= Lost River Athletic Conference =

The Lost River Athletic Conference was a short-lived IHSAA-sanctioned conference in southern Indiana, formed in 1971. Member schools hailed from Clark, Dubois, Martin, Orange, and Washington counties. Membership was never stable in its six-year span, and multiple schools held dual membership in other conferences.

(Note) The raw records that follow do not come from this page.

//! End-to-end checks of the platform's core guarantees.

use crate::common::{start_automation, stop};
use chrono::{TimeZone, Utc};
use netrun::automation::{AutomationError, RestartOptions, RunOptions};
use netrun::core::trigger::{FrequencyUnit, Trigger, TriggerSpec};
use netrun::execution::{NodeState, RunRequest};
use netrun::results::{self, DeviceSelector, ResultSource, Tag};
use netrun::storage::{DeviceFilter, ResultFilter};
use netrun::testing::TestHarness;
use netrun::{EdgeSubtype, JobId, Storage};
use serde_json::json;

/// An interval task fires at exact multiples of its period after its start.
#[test]
fn test_interval_fires_are_evenly_spaced() {
    let now = Utc.with_ymd_and_hms(2024, 5, 1, 12, 0, 0).unwrap();
    let spec = TriggerSpec::every(10, FrequencyUnit::Minutes).starting("01/05/2024 12:30:00");
    let trigger = Trigger::from_spec(&spec, now).unwrap();

    let fires = trigger.next_n_after(now, 5).unwrap();

    assert_eq!(fires.len(), 5);
    assert_eq!(fires[0], Utc.with_ymd_and_hms(2024, 5, 1, 12, 30, 0).unwrap());
    for pair in fires.windows(2) {
        assert_eq!((pair[1] - pair[0]).num_seconds(), 600);
    }
}

/// Registering the same timer twice leaves a single entry.
#[tokio::test]
async fn test_registration_is_idempotent() {
    let harness = TestHarness::new();
    harness.add_service("backup", true);
    let (automation, task) = start_automation(&harness).await;

    let spec = TriggerSpec::every(1, FrequencyUnit::Hours);
    let trigger = Trigger::from_spec(&spec, Utc::now()).unwrap();
    automation
        .scheduler()
        .register("nightly", "nightly-task", trigger.clone())
        .await
        .unwrap();
    automation
        .scheduler()
        .register("nightly", "nightly-task", trigger)
        .await
        .unwrap();

    let entries = automation.scheduler().list().await.unwrap();
    assert_eq!(entries.len(), 1);
    assert_eq!(entries[0].id.as_str(), "nightly");

    stop(automation, task).await;
}

/// Comparing a payload with itself yields only equal lines.
#[test]
fn test_diff_of_identical_payloads_is_all_equal() {
    let payload = json!({
        "success": true,
        "devices": {"r1": {"result": "hostname r1\ninterface eth0"}},
        "logs": ["one", "two"],
    });

    let comparison = results::diff(&payload, &payload);

    assert!(!comparison.opcodes.is_empty());
    assert!(comparison.opcodes.iter().all(|op| op.tag == Tag::Equal));
    assert_eq!(comparison.first, comparison.second);
}

/// A fails: its failure branch runs and its success branch does not.
#[tokio::test]
async fn test_failure_branch_produces_two_child_results() {
    let harness = TestHarness::new();
    harness.add_service("a", true);
    harness.add_service("b", true);
    harness.add_service("c", true);
    harness.add_workflow(
        "wf",
        &["a", "b", "c"],
        &[
            (EdgeSubtype::Success, "a", "b"),
            (EdgeSubtype::Failure, "a", "c"),
        ],
    );
    harness.driver().fail_job("a");

    let outcome = harness
        .run("wf", RunRequest::new().with_start_points(["a"]))
        .await
        .unwrap();

    assert!(!outcome.success);
    assert_eq!(outcome.state(&JobId::new("a")), Some(NodeState::Failed));
    assert_eq!(outcome.state(&JobId::new("b")), Some(NodeState::Skipped));
    assert_eq!(outcome.state(&JobId::new("c")), Some(NodeState::Succeeded));

    let children = harness
        .storage()
        .list_results(
            &ResultFilter::new()
                .parent_runtime(outcome.runtime.clone())
                .device(DeviceFilter::Global),
        )
        .await
        .unwrap();
    let mut jobs: Vec<_> = children.iter().map(|r| r.job_id.as_str().to_string()).collect();
    jobs.sort();
    assert_eq!(jobs, vec!["a", "c"]);
    assert!(harness.driver().calls_for(&JobId::new("b")).is_empty());
}

/// A running job is refused before anything reaches the scheduler.
#[tokio::test]
async fn test_already_running_never_reaches_scheduler() {
    let harness = TestHarness::new();
    harness.add_service("backup", true);
    let (automation, task) = start_automation(&harness).await;

    automation
        .run_job(&JobId::new("backup"), RunOptions::default())
        .await
        .unwrap();
    harness
        .storage()
        .set_job_status(&JobId::new("backup"), netrun::JobStatus::Running)
        .await
        .unwrap();

    let err = automation
        .run_job(
            &JobId::new("backup"),
            RunOptions {
                asynchronous: true,
                ..Default::default()
            },
        )
        .await
        .unwrap_err();

    assert!(matches!(err, AutomationError::AlreadyRunning(_)));
    assert_eq!(err.to_response().error, "Service is already running.");
    assert!(automation.scheduler().list().await.unwrap().is_empty());
    assert_eq!(harness.driver().calls().len(), 1);

    stop(automation, task).await;
}

/// The "all failed" selector returns exactly the failed devices.
#[tokio::test]
async fn test_all_failed_selector() {
    let harness = TestHarness::new().with_devices(["r1", "r2", "r3"]);
    harness.add_service("backup", false);
    harness.driver().fail_device("r2");

    let outcome = harness
        .run(
            "backup",
            netrun::RunRequest::new().with_targets(["r1", "r2", "r3"]),
        )
        .await
        .unwrap();
    assert!(!outcome.success);

    let failed = results::get_results(
        harness.storage().as_ref(),
        &ResultSource::Service {
            service: JobId::new("backup"),
            runtime: outcome.runtime.clone(),
            device: DeviceSelector::AllFailed,
        },
    )
    .await
    .unwrap()
    .unwrap();
    let failed = failed.as_object().unwrap();
    assert_eq!(failed.len(), 1);
    assert!(failed.contains_key("r2"));

    let passed = results::get_results(
        harness.storage().as_ref(),
        &ResultSource::Service {
            service: JobId::new("backup"),
            runtime: outcome.runtime,
            device: DeviceSelector::AllPassed,
        },
    )
    .await
    .unwrap()
    .unwrap();
    assert_eq!(passed.as_object().unwrap().len(), 2);
}

/// Deleting a node removes every edge that touches it.
#[tokio::test]
async fn test_delete_node_removes_its_edges() {
    let harness = TestHarness::new();
    for id in ["a", "b", "c"] {
        harness.add_service(id, true);
    }
    harness.add_workflow(
        "wf",
        &["a", "b", "c"],
        &[
            (EdgeSubtype::Success, "a", "b"),
            (EdgeSubtype::Failure, "b", "c"),
            (EdgeSubtype::Success, "a", "c"),
        ],
    );
    let (automation, task) = start_automation(&harness).await;

    let removed = automation
        .delete_node(&JobId::new("wf"), &JobId::new("b"))
        .unwrap();

    assert_eq!(removed.len(), 2);
    let wf = harness.catalog().job(&JobId::new("wf")).unwrap();
    let workflow = wf.as_workflow().unwrap();
    assert_eq!(workflow.edges().len(), 1);
    assert!(workflow
        .edges()
        .iter()
        .all(|e| e.source.as_str() != "b" && e.destination.as_str() != "b"));
    assert!(!workflow.jobs().contains(&JobId::new("b")));

    stop(automation, task).await;
}

/// A restart reuses only the selected earlier results.
#[tokio::test]
async fn test_restart_reuses_selected_payloads() {
    let harness = TestHarness::new();
    for id in ["a", "b", "c"] {
        harness.add_service(id, true);
    }
    harness.add_workflow(
        "wf",
        &["a", "b", "c"],
        &[
            (EdgeSubtype::Success, "a", "b"),
            (EdgeSubtype::Success, "b", "c"),
        ],
    );
    let (automation, task) = start_automation(&harness).await;

    let first = automation
        .run_job(&JobId::new("wf"), RunOptions::default())
        .await
        .unwrap();
    let restarted = automation
        .restart_workflow(
            &JobId::new("wf"),
            RestartOptions {
                payload_version: Some(first.runtime.clone()),
                payloads_to_include: vec!["A".into()],
                start_points: vec![JobId::new("b")],
                asynchronous: false,
            },
        )
        .await
        .unwrap();

    let outcome = restarted.outcome.unwrap();
    assert!(outcome.success);
    assert_eq!(harness.driver().calls_for(&JobId::new("a")).len(), 1);

    // B saw only A's reused result in its payload.
    let b_result = &outcome.result["results"]["B"];
    assert_eq!(b_result["result"]["payload_keys"], json!(["A"]));
    let c_result = &outcome.result["results"]["C"];
    assert_eq!(c_result["result"]["payload_keys"], json!(["A", "B"]));

    stop(automation, task).await;
}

| School | Location | Mascot | Colors | County | Year joined | Previous conference | Year left | Conference joined |
|---|---|---|---|---|---|---|---|---|
| Borden^{1} | Borden | Braves |  | 10 Clark | 1971 | Dixie-Monon | 1975 | Southern |
| Eastern (Pekin)^{2} | New Pekin | Musketeers |  | 88 Washington | 1971 | Dixie-Monon | 1977 | Southern |
| Henryville | Henryville | Hornets |  | 10 Clark | 1971 | Dixie-Monon | 1977 | Southern |
| Orleans | Orleans | Bulldogs |  | 59 Orange | 1971 | Dixie-Monon | 1977 | Independents (PLC in 1979) |
| Shoals^{3} | Shoals | Jug Rox |  | 51 Martin | 1971 | Southwestern Indiana | 1974 | Southwestern Indiana |
| West Washington | Campbellsburg | Senators |  | 88 Washington | 1971 | Dixie-Monon | 1977 | Independents (PLC in 1979) |
| Northeast Dubois | Dubois | Jeeps |  | 19 Dubois | 1972 | Patoka Valley | 1977 | Blue Chip |

1. Borden played concurrently in the LRAC and SAC for the 1974–75 season.
2. Eastern played in the LRAC and SAC concurrently for the 1975–76 and 1976–77 seasons.
3. Shoals had dual membership in the LRAC and SWIAC for their entire duration in the conference.